Guarire dal fumo

Intervista alla Prof.ssa Maria Caterina Grassi – quarda il video
Responsabile tossicologia d’urgenza e Centro antiveleni del Policlinico Umberto I
 Non è facile rifiutare una sigaretta che ci viene offerta. Questo perché il fumo crea dipendenza alla stregua di altre sostanze, come le droghe, che riteniamo erroneamente più nocive. In realtà, il tabagismo è considerato una malattia e dall’Organizzazione Mondiale della Sanità (OMS) è stato inserito nell’Elenco delle 2000 patologie che compongono la decima revisione della classificazione internazionale (ICD X-International Classification Disease). Come tale, quindi, deve essere trattata.

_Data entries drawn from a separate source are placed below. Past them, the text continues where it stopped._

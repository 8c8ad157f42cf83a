//! Emulator: result-trace accumulation around an opaque simulation
//! backend.

use std::collections::BTreeMap;

use mf_core::{Channel, Real, SignalRecord, Trace};
use mf_series::Interp;
use tracing::warn;

use crate::error::{SimError, SimResult};

/// The delegated simulation step.
///
/// `advance` must return a segment covering `[start_time, stop_time]` on
/// its own time axis, holding at least the backend's internal state keys;
/// inputs the backend does not echo are carried over from the input trace
/// by the [`Emulator`]. A raised error is fatal to the surrounding run.
pub trait Backend {
    fn advance(
        &mut self,
        start_time: Real,
        stop_time: Real,
        input: &SignalRecord,
    ) -> SimResult<SignalRecord>;
}

/// Wraps a [`Backend`] and grows the single continuous result trace.
pub struct Emulator<B> {
    backend: B,
    input_keys: Vec<String>,
    initial_conditions: BTreeMap<String, Real>,
    trace: Trace,
    initialized: bool,
}

impl<B: Backend> Emulator<B> {
    /// Create an emulator declaring which input signals the backend
    /// consumes. Only declared inputs are interpolated and passed along by
    /// the run loop.
    pub fn new(backend: B, input_keys: impl IntoIterator<Item = impl Into<String>>) -> Self {
        Self {
            backend,
            input_keys: input_keys.into_iter().map(Into::into).collect(),
            initial_conditions: BTreeMap::new(),
            trace: Trace::new(),
            initialized: false,
        }
    }

    /// Declare initial conditions seeded into the trace at time zero.
    pub fn with_initial_conditions(
        mut self,
        initial: impl IntoIterator<Item = (impl Into<String>, Real)>,
    ) -> Self {
        for (key, value) in initial {
            self.initial_conditions.insert(key.into(), value);
        }
        self
    }

    /// Declare initial conditions from the tail samples of a record (the
    /// end state of a previous run, for instance).
    pub fn with_initial_conditions_from(mut self, record: &SignalRecord) -> Self {
        for (key, channel) in record.iter() {
            if let Channel::Series(values) = channel
                && let Some(&last) = values.last()
            {
                self.initial_conditions.insert(key.to_string(), last);
            }
        }
        self
    }

    pub fn input_keys(&self) -> &[String] {
        &self.input_keys
    }

    /// The accumulated result trace.
    pub fn trace(&self) -> &Trace {
        &self.trace
    }

    pub(crate) fn trace_mut(&mut self) -> &mut Trace {
        &mut self.trace
    }

    /// Reset the trace to its starting condition: time zero plus one
    /// sample per declared initial condition. Must run once before the
    /// first [`step`](Self::step) of a fresh run.
    pub fn initialize(&mut self) {
        self.trace = Trace::seeded(&self.initial_conditions);
        self.initialized = true;
    }

    /// Simulate one segment and merge it into the trace.
    ///
    /// `times` is the axis the results are wanted on; `input` may carry a
    /// finer axis (control switching instants). The backend segment and
    /// any inputs it does not echo are interpolated onto `times` and
    /// merged under the shared-boundary dedup rule; single-sample segment
    /// channels are stored as constants, as-is.
    pub fn step(&mut self, times: &[Real], input: &SignalRecord) -> SimResult<()> {
        if !self.initialized {
            return Err(SimError::InvalidArg {
                what: "emulator must be initialized before stepping",
            });
        }
        if times.is_empty() {
            return Err(SimError::InvalidArg {
                what: "requested time axis must not be empty",
            });
        }

        let segment = self
            .backend
            .advance(times[0], times[times.len() - 1], input)?;

        self.trace.merge_time(times)?;

        // Inputs the backend did not echo back (passthrough signals).
        for (key, channel) in input.iter() {
            if segment.contains_key(key) {
                continue;
            }
            self.merge_channel(key, times, input.time(), channel)?;
        }

        // The simulated segment itself, on its own axis.
        for (key, channel) in segment.iter() {
            self.merge_channel(key, times, segment.time(), channel)?;
        }

        Ok(())
    }

    fn merge_channel(
        &mut self,
        key: &str,
        times: &[Real],
        axis: &[Real],
        channel: &Channel,
    ) -> SimResult<()> {
        let Channel::Series(values) = channel else {
            warn!(%key, "vector channels are not merged into the result trace");
            return Ok(());
        };
        if values.len() == 1 {
            self.trace.set_constant(key, values[0]);
            return Ok(());
        }
        let resampled = Interp::Linear.eval_slice(times, axis, values);
        self.trace.merge_series(key, &resampled)?;
        Ok(())
    }
}
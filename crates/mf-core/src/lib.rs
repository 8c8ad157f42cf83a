//! mf-core: stable foundation for mpcflow.
//!
//! Contains:
//! - numeric (Real + tolerances + time-grid helpers)
//! - record (named signal channels aligned to a shared time axis)
//! - trace (the append-only result trace grown by an emulation run)
//! - error (shared error types)

pub mod error;
pub mod numeric;
pub mod record;
pub mod trace;

// Re-exports: nice ergonomics for downstream crates
pub use error::{CoreError, CoreResult};
pub use numeric::*;
pub use record::{Channel, SignalRecord};
pub use trace::{Trace, TraceChannel};
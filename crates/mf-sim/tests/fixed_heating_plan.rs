//! Integration test: fixed heating plan over a short solar record.
//!
//! A disturbance record of three hourly samples, a controller whose plan
//! is a constant heat-pump power, and a pass-through backend. After the
//! run the trace must carry the control and the disturbance on the same
//! three-sample axis, each appearing exactly once.

use std::collections::BTreeSet;
use std::sync::Arc;

use mf_control::{
    Control, ControlResult, HorizonConfig, NoEstimator, PerfectForesight, Plan, Planner,
};
use mf_core::{SignalRecord, Trace};
use mf_series::{Disturbances, SeriesOptions};
use mf_sim::{Backend, Emulator, Mpc, MpcOptions, SimResult};

struct PassThrough;

impl Backend for PassThrough {
    fn advance(
        &mut self,
        _start_time: f64,
        _stop_time: f64,
        input: &SignalRecord,
    ) -> SimResult<SignalRecord> {
        Ok(input.clone())
    }
}

struct HeatPumpPlanner;

impl Planner for HeatPumpPlanner {
    type State = ();

    fn solve(&mut self, _state: &(), _prediction: &SignalRecord) -> ControlResult<Plan> {
        Ok(SignalRecord::new(vec![0.0, 3600.0, 7200.0])
            .unwrap()
            .with("u", vec![4000.0, 4000.0, 4000.0])
            .unwrap())
    }
}

#[test]
fn trace_aligns_control_and_disturbance() {
    let record = SignalRecord::new(vec![0.0, 3600.0, 7200.0])
        .unwrap()
        .with("d", vec![500.0, 400.0, 300.0])
        .unwrap();
    let dst = Arc::new(
        Disturbances::new(
            record,
            SeriesOptions {
                periodic: false,
                extra_time: 7.0 * 24.0 * 3600.0,
                zoh_keys: BTreeSet::new(),
            },
        )
        .unwrap(),
    );

    let config = HorizonConfig::new(7200.0, 3600.0).unwrap();
    let control = Control::new(
        NoEstimator,
        PerfectForesight::new(Arc::clone(&dst)),
        HeatPumpPlanner,
        config,
    );
    let emulator = Emulator::new(PassThrough, ["u", "d"]);
    let options = MpcOptions::new(7200.0, 3600.0).unwrap();

    let mut mpc = Mpc::new(emulator, control, dst, options).unwrap();
    let trace = mpc.run().unwrap();

    assert_eq!(trace.time(), &[0.0, 3600.0, 7200.0]);
    assert_eq!(trace.series("u").unwrap(), &[4000.0, 4000.0, 4000.0]);
    assert_eq!(trace.series("d").unwrap(), &[500.0, 400.0, 300.0]);
}

#[test]
fn finished_trace_survives_serde() {
    let record = SignalRecord::new(vec![0.0, 3600.0, 7200.0])
        .unwrap()
        .with("d", vec![500.0, 400.0, 300.0])
        .unwrap();
    let dst = Arc::new(
        Disturbances::new(
            record,
            SeriesOptions {
                periodic: false,
                extra_time: 7.0 * 24.0 * 3600.0,
                zoh_keys: BTreeSet::new(),
            },
        )
        .unwrap(),
    );

    let config = HorizonConfig::new(7200.0, 3600.0).unwrap();
    let control = Control::new(
        NoEstimator,
        PerfectForesight::new(Arc::clone(&dst)),
        HeatPumpPlanner,
        config,
    );
    let emulator = Emulator::new(PassThrough, ["u", "d"]);
    let options = MpcOptions::new(7200.0, 3600.0).unwrap();

    let mut mpc = Mpc::new(emulator, control, dst, options).unwrap();
    let trace = mpc.run().unwrap();

    let json = serde_json::to_string(&trace).unwrap();
    let back: Trace = serde_json::from_str(&json).unwrap();
    assert_eq!(back, trace);
}
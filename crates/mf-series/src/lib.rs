//! Time-series engine for mpcflow.
//!
//! Answers "what is signal K at time T" for any T a receding-horizon run
//! can ask about, including times outside the recorded range:
//! - per-key interpolation kind (linear or zero-order hold)
//! - periodic or clamped extrapolation beyond the recorded span, bounded
//!   by a declared extra-time margin
//! - scalar and per-column vector signals
//!
//! Queries are pure; a [`Disturbances`] value is immutable after
//! construction and safe to share between predictors and the run loop.

pub mod disturbances;
pub mod error;
pub mod interp;

pub use disturbances::{Disturbances, Sample, SeriesOptions};
pub use error::{SeriesError, SeriesResult};
pub use interp::Interp;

Seconda causa di morte a livello planetario e principale causa di morte evitabile, ogni anno il tabagismo e le patologie fumo-correlate provocano nel mondo 6 milioni di vittime (tra le 70 e le 83 mila solo in Italia). Un numero negativo destinato ad aumentare fino ad una previsione di 8 milioni di morti nel 2030, se il trend nel frattempo non dovesse mutare. Più che abitudine, per la maggioranza dei fumatori – che in Italia sono 11,5 milioni, circa il 22% dell’Intera popolazione – accendere una sigaretta, un sigaro o la pipa è una ripetizione ciclica della quale non si può fare a meno. Efficace per calmare lo stress, la nicotina contenuta nel tabacco è una sostanza che in pochi secondi arriva al cervello (dove attiva i recettori acetilcolinergici nicotinici nAChRs sui corpi cellulari dopaminici dell’Area Ventro-tegmentale e terminali dopaminici del Nucleo Accumbens) e stimola la produzione di dopamina a livello della corteccia frontale. In questo modo provoca una sensazione di appagamento e di piacere. È proprio l’Effetto benessere a spingere il fumatore a ripetere l’esperienza, a riaccendere cioè un’Altra sigaretta.

All’Umberto I di Roma dal 2000 è in funzione il Centro ‘Policlinico senza fumo’ che fornisce un aiuto concreto attraverso un Programma integrato GTF (Gruppo di Fumatori in Trattamento) a chi decide volontariamente di uscire da una dipendenza molto complessa ‘ la sigaretta rappresenta solo una pseudo soluzione ai problemi che la persona si vede costretta ad affrontare ‘ che provoca gravi danni alla salute.
‘Considerato che delle 200 persone mediamente accolte ogni anno nel Centro, circa il 50% raggiunge risultati stabili nel tempo, insieme al prof. Mauro Ceccanti che è il responsabile del Centro, possiamo ritenerci soddisfatti? – dice Maria Caterina Grassi, professore associato di Farmacologia dell’Università Sapienza.
‘Perché siamo dipendenti? Quando fumiamo, la nicotina arriva direttamente nel cervello in 2 secondi: passa la barriera ematoencefalica, questo provoca produzione di dopamina ‘ spiega la prof. Grassi -. Quindi fumare vuol dire incrementare la dopamina, neurotrasmettitore liberato sia da stimoli naturali piacevoli quali cibo o sesso sia da alcol e sostanze d’abuso”.  ‘Ma si può smettere di essere dipendenti: ci sono farmaci specifici per indurre la disassuefazione:dai cerotti alle gomme da masticare, alle compresse sublinguali, oppure agonisti parziali della nicotina o antidepressivi quale il bupropione – continua l’esperta. Ci sono poi validi corsi di terapia di counceling cognitivo comportamentale individuale o di gruppo. L’Associazione della terapia farmacologica con il counceling, soprattutto di gruppo, ha consentito di ottenere le maggiori percentuali di cessazione’.

In 16 anni di attività il Centro antifumo del Policlinico Umberto I ha registrato il passaggio di oltre 3000 persone che su base volontaria hanno intrapreso, con successo nella metà dei casi, il percorso per smettere di fumare. Al riguardo, oltre della decisione del singolo, va sottolineata l’Importanza dell’Assistenza da parte dei medici di base nel creare, consigliare o rafforzare la motivazione iniziale, accompagnando il paziente all’Azione. Per far questo però, osserva la professoressa Caterina Grassi, è fondamentale un’Adeguata preparazione degli studenti delle facoltà scientifiche sulla dipendenza da nicotina e i problemi relativi al fumo del tabacco: argomenti che devono fare parte, insieme agli altri già compresi, del core curriculum degli aspiranti medici.